Samuel Vulfovitsj Goldflam received his education in his native city of Warsaw. He graduated from high school in 1869 and then studied medicine at the University in Warsaw. He qualified in 1875 and then worked in internal medicine at the Holy Ghost Hospital under professor Wilhelm Dusan Lambl's (1824-1895), known for the giardia parasite now known as lamblia intestinalis. Lambl was not much of a mentor, so Goldflam worked largely by himself. His position at the internal clinic supplied him an ample research material. At that time internal and neurology patients were together in Lamb’s clinic. In 1882 he studied with the famous neurologists Karl Friedrich Otto Westphal (1833-1890) and Jean-Martin Charcot (1825-1893) and then returned to Warsaw to teach neurology in the manner of the grand masters. After a new period in the Holy Ghost Hospital in Lambl’s clinic, he established his own clinic on Graniczna 10 street in Warsaw for underprivileged patients which he run for almost 40 years.

During the First World War Goldflam worked as a volunteer in the Jewish Hospital with his great friend, the neurologist, Edward Flatau (1869-1932). During the war he was one of the first to notice correspondence between malnourishment and diseases and he documented bone and joints disease under the name osteoarthropathia dysalimentaria (1918). His main interest, however, was in the significance of reflexes, neurological aspects of syphilis and eye reflexes.

Goldflam was sharp clinician with ability to recognize small clues of illness which often escaped attention his colleagues. He works not only with patients but also was an anathomopathologist. His profound observations and publications were recognized in Poland and in the world.
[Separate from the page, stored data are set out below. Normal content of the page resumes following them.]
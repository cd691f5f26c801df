use common::{IResult, fixed_bytes};
use nom::{
    Parser,
    combinator::map,
    multi::count,
    number::complete::{le_f32, le_i16, le_i32, le_u32},
};

use crate::{
    SegmentFlags, Spa, SpaFlags, SpaFrame, SpaFrameHeader, SpaHeader, SpaSegment,
    error::SpaError,
};

pub fn parse_header(i: &'_ [u8]) -> IResult<'_, SpaHeader> {
    map(
        (fixed_bytes::<2>, le_i16, le_i16, le_i16, le_u32, le_f32, le_i32),
        |(code, version, frame_count, reserved, flags, frames_per_second, data_start_offset)| {
            SpaHeader {
                code,
                version,
                frame_count,
                reserved,
                flags: SpaFlags::from_bits_retain(flags),
                frames_per_second,
                data_start_offset,
            }
        },
    )
    .parse(i)
}

pub fn parse_frame_header(i: &'_ [u8]) -> IResult<'_, SpaFrameHeader> {
    map(
        (le_i16, le_i16, le_i16, le_i16, le_i16, le_i16, le_i16, le_i16),
        |(mode, has_alpha, width, height, hot_spot_x, hot_spot_y, reserved2, segment_count)| {
            SpaFrameHeader {
                mode,
                has_alpha,
                width,
                height,
                hot_spot_x,
                hot_spot_y,
                reserved2,
                segment_count,
            }
        },
    )
    .parse(i)
}

pub fn parse_segment(i: &'_ [u8]) -> IResult<'_, SpaSegment> {
    map(
        (le_i16, le_i16, le_i16, le_i16, le_i16, le_i16, le_i32, le_i32),
        |(flags, mip_map_count, width, height, x_offset, y_offset, length, offset)| SpaSegment {
            flags: SegmentFlags::from_bits_retain(flags),
            mip_map_count,
            width,
            height,
            x_offset,
            y_offset,
            length,
            offset,
        },
    )
    .parse(i)
}

/// Segment headers sit right after the header of the frame that owns them.
pub fn parse_frame(i: &'_ [u8]) -> IResult<'_, SpaFrame> {
    let (i, header) = parse_frame_header.parse(i)?;
    let (i, segments) = count(parse_segment, header.segment_count.max(0) as usize).parse(i)?;

    Ok((i, SpaFrame { header, segments }))
}

pub fn parse_spa(bytes: &[u8]) -> Result<Spa, SpaError> {
    let (i, header) =
        parse_header(bytes).map_err(|_| SpaError::TruncatedInput { section: "header" })?;

    let (_, frames) = count(parse_frame, header.frame_count.max(0) as usize)
        .parse(i)
        .map_err(|_| SpaError::TruncatedInput {
            section: "frame headers",
        })?;

    // data_start_offset wins over wherever the frame table ended
    let data_start = usize::try_from(header.data_start_offset)
        .ok()
        .filter(|&start| start <= bytes.len())
        .ok_or(SpaError::TruncatedInput {
            section: "segment data",
        })?;

    let data = bytes[data_start..].to_vec();

    log::debug!(
        "parsed spa v{} with {} frames and {} bytes of segment data",
        header.version,
        frames.len(),
        data.len()
    );

    Ok(Spa {
        header,
        frames,
        data,
    })
}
Goldflam established the Jewish Society for Mental Disorders and established the „Sophia” clinic for mental patients in Otwock, and Berson and Bauman Children’s Hospital in Warsaw. Together with Flatau he established the Pathology Scientific Institute and, also with Flatau, the medical periodical Warszawskie Czasopismo Naukowe, Goldflam was a full member of the Warsaw Scientific Society (Towarzystwo Naukowe Warszawskie). He helped many social causes together with Janusz Korczak and Gerszon Lewin.

A genius in neurology, Goldflam was also an artist and an expert on Beethoven, and he helped many aspiring artists in establishing their careers including Artur Rubinstein. He died in 1932, the same year as two other Polish great neurologists, Edward Flatau (born 1869) and Joseph Jules François Félix Babinski (born 1857).